Le District Reflection (Tuesday Class)

Group Members: Ri Dong Zheng (Food and Beverage Director),Ā Angela Liang (Beverage Manager), Kaylah Bilal (Catering Manager), Lisbel Hernandez (RestaurantĀ Manager).Ā 

Brief description of our responsibilities: A Food and Beverage Director is responsible for the efficient and effective operation of all the departments that has to do with food and beverages. Some examples are kitchen, catering banquet, restaurants, room service, bars, etc.

A Beverage Manager is responsible for the smooth operations of beverages while ensuring high pour-cost percentage with minimum pilferage. This may include bars, restaurants, or banquets.

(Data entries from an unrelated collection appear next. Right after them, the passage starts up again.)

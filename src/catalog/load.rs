//! Catalog file loading.
//!
//! A catalog file is a TOML document of `[[track]]` tables:
//!
//! ```toml
//! [[track]]
//! id = 1
//! title = "Summer Vibes"
//! artist = "Beach Wave"
//! cover = "https://example.com/cover1.jpg"
//! audio = "music/song1.mp3"
//! ```

use std::path::{Path, PathBuf};

use serde::Deserialize;

use super::model::{Catalog, Track};

#[derive(Debug, Deserialize)]
struct CatalogFile {
    #[serde(rename = "track", default)]
    tracks: Vec<TrackEntry>,
}

#[derive(Debug, Deserialize)]
struct TrackEntry {
    id: u32,
    title: String,
    artist: String,
    #[serde(default)]
    cover: String,
    audio: PathBuf,
}

impl From<TrackEntry> for Track {
    fn from(entry: TrackEntry) -> Self {
        Self {
            id: entry.id,
            title: entry.title,
            artist: entry.artist,
            cover: entry.cover,
            audio: entry.audio,
        }
    }
}

/// Read and validate a catalog from the TOML file at `path`.
pub fn from_path(path: &Path) -> Result<Catalog, Box<dyn std::error::Error>> {
    let raw = std::fs::read_to_string(path)?;
    let file: CatalogFile = toml::from_str(&raw)?;

    let tracks: Vec<Track> = file.tracks.into_iter().map(Track::from).collect();
    Catalog::new(tracks).map_err(Into::into)
}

A Catering Manager is responsible for selling and servicing, catering, banquets, meetings, and exhibitions in a way that exceeds guest’ expectations and produces reasonable profit.

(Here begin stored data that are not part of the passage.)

//! Track catalog: the fixed, ordered list of playable tracks.
//!
//! The catalog is validated once at construction and never changes for
//! the rest of the session. A built-in playlist ships with the binary;
//! `load` can read one from a TOML file instead.

mod builtin;
mod load;
mod model;

pub use builtin::builtin;
pub use load::from_path;
pub use model::*;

A Restaurant Manager is responsible for ensuring the smooth operations of a restaurant while exceeding guest service expectations, hiring training and developing employees, and setting and maintaining quality standards.

Observations: During our site visit to the Le District, we made some significant observations according to what our roles are. Our Restaurant Manager noticed how well the employee in Sprinkles Cupcake was doing in which the employee was able to greet customers with a warm and welcoming smile. The employee was also able to use suggestive selling, where she gave her own experience of only eating original flavors but started to like red velvet after eating it. Another observation made was when the employees were making bread or dessert, it was noticed that one of the employees did not had the hairnet, had her phone in her pocket, and was not using gloves.

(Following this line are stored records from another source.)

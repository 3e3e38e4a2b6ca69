use std::path::PathBuf;

use super::model::{Catalog, Track};

/// The built-in five-track playlist used when no catalog file is
/// configured.
pub fn builtin() -> Catalog {
    let tracks = vec![
        Track {
            id: 1,
            title: "Summer Vibes".to_string(),
            artist: "Beach Wave".to_string(),
            cover: "https://images.unsplash.com/photo-1459749411175-04bf5292ceea?w=500&h=500&fit=crop"
                .to_string(),
            audio: PathBuf::from("music/song1.mp3"),
        },
        Track {
            id: 2,
            title: "Mountain Echo".to_string(),
            artist: "Nature Sound".to_string(),
            cover: "https://images.unsplash.com/photo-1519681393784-d120267933ba?w=500&h=500&fit=crop"
                .to_string(),
            audio: PathBuf::from("music/song2.mp3"),
        },
        Track {
            id: 3,
            title: "Urban Night".to_string(),
            artist: "City Lights".to_string(),
            cover: "https://images.unsplash.com/photo-1542291026-7eec264c27ff?w=500&h=500&fit=crop"
                .to_string(),
            audio: PathBuf::from("music/song3.mp3"),
        },
        Track {
            id: 4,
            title: "Sunset Dreams".to_string(),
            artist: "Ocean Waves".to_string(),
            cover: "https://images.unsplash.com/photo-1507525428034-b723cf961d3e?w=500&h=500&fit=crop"
                .to_string(),
            audio: PathBuf::from("music/song4.mp3"),
        },
        Track {
            id: 5,
            title: "Forest Rain".to_string(),
            artist: "Green Nature".to_string(),
            cover: "https://images.unsplash.com/photo-1441974231531-c6227db76b6e?w=500&h=500&fit=crop"
                .to_string(),
            audio: PathBuf::from("music/song5.mp3"),
        },
    ];

    Catalog::new(tracks).expect("built-in catalog is valid")
}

Our Beverage Director observed that the types of beverages served was simple and basic with nothing too fancy. This is befitting of a place where it serves mainly business people and gets overcrowded during lunch time. With something not complicated, orders can be taken and done in a quick and efficient pace. As a Food and Beverage Director, I noticed how the different types of beverages serve has to do with location. On one end, caffeinated drinks were served where breakfast and desserts were sold. In the middle, non-caffeinated drinks where actual food and meals were being sold. On the other end, only coffee of a special kind was served where groceries were being sold. There was also a bar serving alcoholic drinks where there many tables. So the types of beverages sold at different locations matches well with what is being sold nearby.

Our Catering Manager noticed that the menus in the various stores were using different kinds of materials to write the prices and options of their products. Some of which were chalkboards, pamphlets, and tags next to their products. By using re-writable options, prices of products of prices are subject to change without having to reprint thousands of menu pamphlets. As the Food and Beverage Director, an observation about the menus made was the fact that they were all simple and easy to read. Instead of having all the products listed our with each individual prices next to it, only one or two prices for different sizes (ie; small, large), all the different kinds of choices were below it. Easy menu makes easy ordering.